Hugging Face stepped in once again here, creating the
[PEFT](https://huggingface.co/blog/peft) library, which made LoRA
training far simpler, and also integrating it directly with bitsandbytes
to allow anyone to use QLoRA with just a few lines of code. The Hugging
Face team has been working tirelessly behind the scenes to ensure that
the open source community can use these technologies to train their
models. If you’ve ever used Transformers to load a 4-bit model using a
single function argument, then you’ve got them to thank (and even if you
haven’t, you’ve almost certainly used the work of folks that have built
their model with this ecosystem).

QLoRA didn’t quite slay the problem we set out to solve, to train a 70b
model on 24GB cards, but it got closer than anything before. When
quantized to 4 bits (which is 0.5 bytes), the 70b model takes 70/2 = 35
GB, which is larger than the 24GB gaming GPUs we want to use.

There are other limitations to QLoRA. A 48GB card is very expensive, and
training a 65b model only just fits on such a card. That can be a
problem, because we need to store lots of other things too, including
the activations[2], gradients, and optimization state of the model
during training. If there’s not much memory left over after loading the
model weights, there’s not enough working memory to support training.

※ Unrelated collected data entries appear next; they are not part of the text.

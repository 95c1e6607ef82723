use chrono::{Months, NaiveDate};
use serde::Serialize;

use super::{quote::installment_amount, round_to};
use crate::ledger::Transaction;

/// A single scheduled installment ("cuota").
#[derive(Debug, Clone, PartialEq, Serialize)]
pub struct Installment {
    /// One-based position in the plan.
    pub number: u32,
    pub due_date: NaiveDate,
    pub amount: f64,
    pub paid: bool,
    /// Timestamp of the matching payment record, when one exists.
    pub paid_on: Option<String>,
}

#[derive(Debug, Clone, PartialEq, Serialize)]
pub struct PaymentPlan {
    pub total_interest: f64,
    pub total: f64,
    pub installment: f64,
    pub monthly_interest_pct: f64,
    pub installments_paid: u32,
    pub installments_total: u32,
    pub installments: Vec<Installment>,
}

impl PaymentPlan {
    /// Lays out the installment schedule and marks what is already paid.
    ///
    /// Paid installments are counted from the accumulated amount rather than
    /// the number of payments, so irregular payments still settle whole
    /// installments. Returns `None` for a zero term.
    pub fn build(
        principal: f64,
        total_interest: f64,
        term_months: u32,
        start: NaiveDate,
        payments: &[Transaction],
    ) -> Option<Self> {
        if term_months == 0 {
            return None;
        }

        let total = principal + total_interest;
        let installment = installment_amount(total, term_months);
        let amount_paid: f64 = payments.iter().map(|payment| payment.amount).sum();

        let installments_paid = if installment > 0.0 {
            ((amount_paid / installment).floor().max(0.0) as u32).min(term_months)
        } else {
            0
        };

        let installments = (1..=term_months)
            .map(|number| {
                let paid = number <= installments_paid;
                let paid_on = if paid {
                    payments
                        .get(number as usize - 1)
                        .and_then(|payment| payment.timestamp.clone())
                } else {
                    None
                };
                Installment {
                    number,
                    due_date: start
                        .checked_add_months(Months::new(number))
                        .unwrap_or(NaiveDate::MAX),
                    amount: round_to(installment, 2),
                    paid,
                    paid_on,
                }
            })
            .collect();

        let monthly_interest_pct = if principal > 0.0 && total_interest != 0.0 {
            round_to(
                total_interest / (principal * f64::from(term_months)) * 100.0,
                4,
            )
        } else {
            0.0
        };

        Some(Self {
            total_interest: round_to(total_interest, 2),
            total: round_to(total, 2),
            installment: round_to(installment, 2),
            monthly_interest_pct,
            installments_paid,
            installments_total: term_months,
            installments,
        })
    }

    pub fn next_unpaid(&self) -> Option<&Installment> {
        self.installments.iter().find(|item| !item.paid)
    }
}

#[cfg(test)]
mod tests {
    use super::*;
    use crate::ledger::LOAN_PAYMENT_KIND;

    fn payment(amount: f64, timestamp: &str) -> Transaction {
        Transaction::new(
            LOAN_PAYMENT_KIND,
            "Pago de préstamo [prestamo_id:1]",
            Some(timestamp.into()),
            amount,
        )
    }

    fn start() -> NaiveDate {
        NaiveDate::from_ymd_opt(2024, 1, 15).unwrap()
    }

    #[test]
    fn counts_installments_from_the_amount_paid() {
        let payments = vec![
            payment(110_000.0, "2024-02-10T00:00:00"),
            payment(120_000.0, "2024-03-12T00:00:00"),
        ];
        let plan = PaymentPlan::build(1_000_000.0, 100_000.0, 10, start(), &payments).unwrap();

        assert_eq!(plan.installment, 110_000.0);
        assert_eq!(plan.installments_paid, 2);
        assert_eq!(plan.installments_total, 10);
        assert_eq!(plan.installments.len(), 10);
        assert_eq!(plan.monthly_interest_pct, 1.0);
        assert_eq!(
            plan.installments[1].paid_on.as_deref(),
            Some("2024-03-12T00:00:00")
        );
        assert_eq!(plan.next_unpaid().map(|item| item.number), Some(3));
        assert_eq!(
            plan.installments[0].due_date,
            NaiveDate::from_ymd_opt(2024, 2, 15).unwrap()
        );
    }

    #[test]
    fn one_large_payment_covers_several_installments() {
        let payments = vec![payment(500_000.0, "2024-02-01")];
        let plan = PaymentPlan::build(300_000.0, 0.0, 3, start(), &payments).unwrap();

        assert_eq!(plan.installments_paid, 3);
        assert!(plan.installments.iter().all(|item| item.paid));
        assert_eq!(plan.installments[0].paid_on.as_deref(), Some("2024-02-01"));
        assert_eq!(plan.installments[2].paid_on, None);
        assert_eq!(plan.monthly_interest_pct, 0.0);
        assert!(plan.next_unpaid().is_none());
    }

    #[test]
    fn zero_term_has_no_plan() {
        assert!(PaymentPlan::build(100.0, 10.0, 0, start(), &[]).is_none());
    }

    #[test]
    fn installment_amounts_round_to_cents() {
        let plan = PaymentPlan::build(100.0, 0.0, 3, start(), &[]).unwrap();
        assert_eq!(plan.installment, 33.33);
        assert_eq!(plan.installments_paid, 0);
    }
}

For instance, one of the benefits of language models is that we can use
them to “chat” with, or understand, or analyze long documents or
conversations. To make models that can handle long sequences like that,
we need to show them examples of long sequences during training. The
longest sequence used in training is called the “sequence length”.
Trying to use anything but a short sequence length will cause an error
when training a 65b QLoRA model on a 48GB card, because there isn’t
enough memory to store all the information about the sequence; nearly
all the memory is used just to store the model itself.

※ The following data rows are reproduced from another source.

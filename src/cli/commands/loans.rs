use crate::cli::commands::{
    parse_count, parse_date, parse_id, parse_number, require_args, CommandEntry,
};
use crate::cli::context::{CommandError, CommandResult, LoopControl, ShellContext};
use crate::cli::output;
use crate::loans::{loan_payments, LoanPosition, LoanQuote, PaymentPlan};

const PLAN_USAGE: &str = "loan-plan <loan-id> <principal> <interest> <months> <start YYYY-MM-DD>";
const PAY_USAGE: &str = "loan-pay <loan-id> <total> <months> [amount]";

pub(crate) fn definitions() -> Vec<CommandEntry> {
    vec![
        CommandEntry::new(
            "loan-quote",
            "Quote a loan with simple monthly interest",
            "loan-quote <principal> <rate> <months> [start YYYY-MM-DD]",
            cmd_loan_quote,
        ),
        CommandEntry::new(
            "loan-plan",
            "Show a loan's installment plan against recorded payments",
            PLAN_USAGE,
            cmd_loan_plan,
        ),
        CommandEntry::new(
            "loan-pay",
            "Register a loan payment (one installment by default)",
            PAY_USAGE,
            cmd_loan_pay,
        ),
    ]
}

fn cmd_loan_quote(context: &mut ShellContext, args: &[&str]) -> CommandResult {
    require_args(
        args,
        3,
        "loan-quote <principal> <rate> <months> [start YYYY-MM-DD]",
    )?;
    let principal = parse_number(args[0], "principal")?;
    let rate = parse_number(args[1], "rate")?;
    let months = parse_count(args[2], "months")?;
    let start = match args.get(3) {
        Some(raw) => parse_date(raw)?,
        None => context.clock.today(),
    };

    let quote = LoanQuote::new(principal, rate, months, start)?;
    output::section("Loan quote");
    output::key_values(&[
        ("Principal", context.money(quote.principal)),
        ("Total interest", context.money(quote.total_interest)),
        ("Total", context.money(quote.total)),
        ("Installment", context.money(quote.installment)),
        ("Due date", quote.due_date.to_string()),
    ]);
    Ok(LoopControl::Continue)
}

fn cmd_loan_plan(context: &mut ShellContext, args: &[&str]) -> CommandResult {
    require_args(args, 5, PLAN_USAGE)?;
    let loan_id = parse_id(args[0])?;
    let principal = parse_number(args[1], "principal")?;
    let interest = parse_number(args[2], "interest")?;
    let months = parse_count(args[3], "months")?;
    let start = parse_date(args[4])?;

    let payments = loan_payments(&context.transactions, loan_id);
    let plan = PaymentPlan::build(principal, interest, months, start, &payments).ok_or_else(
        || CommandError::InvalidArguments("Loan term must be at least one month.".into()),
    )?;

    output::section(format!("Loan {} plan", loan_id));
    output::key_values(&[
        ("Total", context.money(plan.total)),
        ("Installment", context.money(plan.installment)),
        ("Monthly interest", format!("{}%", plan.monthly_interest_pct)),
        (
            "Paid",
            format!("{}/{}", plan.installments_paid, plan.installments_total),
        ),
    ]);
    let rows: Vec<Vec<String>> = plan
        .installments
        .iter()
        .map(|item| {
            vec![
                item.number.to_string(),
                item.due_date.to_string(),
                context.money(item.amount),
                if item.paid { "pagada" } else { "pendiente" }.to_string(),
            ]
        })
        .collect();
    println!(
        "{}",
        output::render_table(&["#", "Fecha", "Cuota", "Estado"], &rows)
    );
    Ok(LoopControl::Continue)
}

fn cmd_loan_pay(context: &mut ShellContext, args: &[&str]) -> CommandResult {
    require_args(args, 3, PAY_USAGE)?;
    let loan_id = parse_id(args[0])?;
    let total = parse_number(args[1], "total")?;
    let months = parse_count(args[2], "months")?;
    let requested = args
        .get(3)
        .map(|raw| parse_number(raw, "amount"))
        .transpose()?;

    let mut position = LoanPosition::from_ledger(total, &context.transactions, loan_id);
    let payment =
        position.register_payment(loan_id, requested, months, context.clock.as_ref())?;
    context.transactions.push(payment.transaction);

    output::success(format!(
        "Payment of {} registered. Outstanding: {}.",
        context.money(payment.amount),
        context.money(payment.outstanding_after)
    ));
    if payment.settled {
        output::info(format!("Loan {} is now paid off.", loan_id));
    }
    Ok(LoopControl::Continue)
}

Furthermore, if the model can only look at a single sequence at a time,
it’s going to take a really long time to get through all the data in our
training set. So instead we want to be able to “batch” a few sequences
together at a time. The number of sequences included is the “batch
size”. When there’s very little space left on the GPU after loading the
model weights, we can only use very small batch sizes, resulting in
extremely slow training.

### FSDP: Scale training to multiple GPUs

One obvious solution to the problem of the RAM limitations of a single
consumer GPU, is to use more than one GPU! A very common approach in the
open source community is to simply place a few layers of the model on
each card. So then to train, you run the first few layers on the first
GPU, then the next few on the second GPU, and so forth. For instance, a
70b (140GB) model could be spread over 8 24GB GPUs, using 17.5GB on
each. There’s even a convenient setting in Hugging Face Transformers,
`device_map=’auto’`, which you may well have used; that’s what this is
actually doing behind the scenes. This does the job, but there’s a giant
downside: only one GPU is ever active at a time, as all the others wait
for their “turn”. That means that ⅞ of the compute is wasted.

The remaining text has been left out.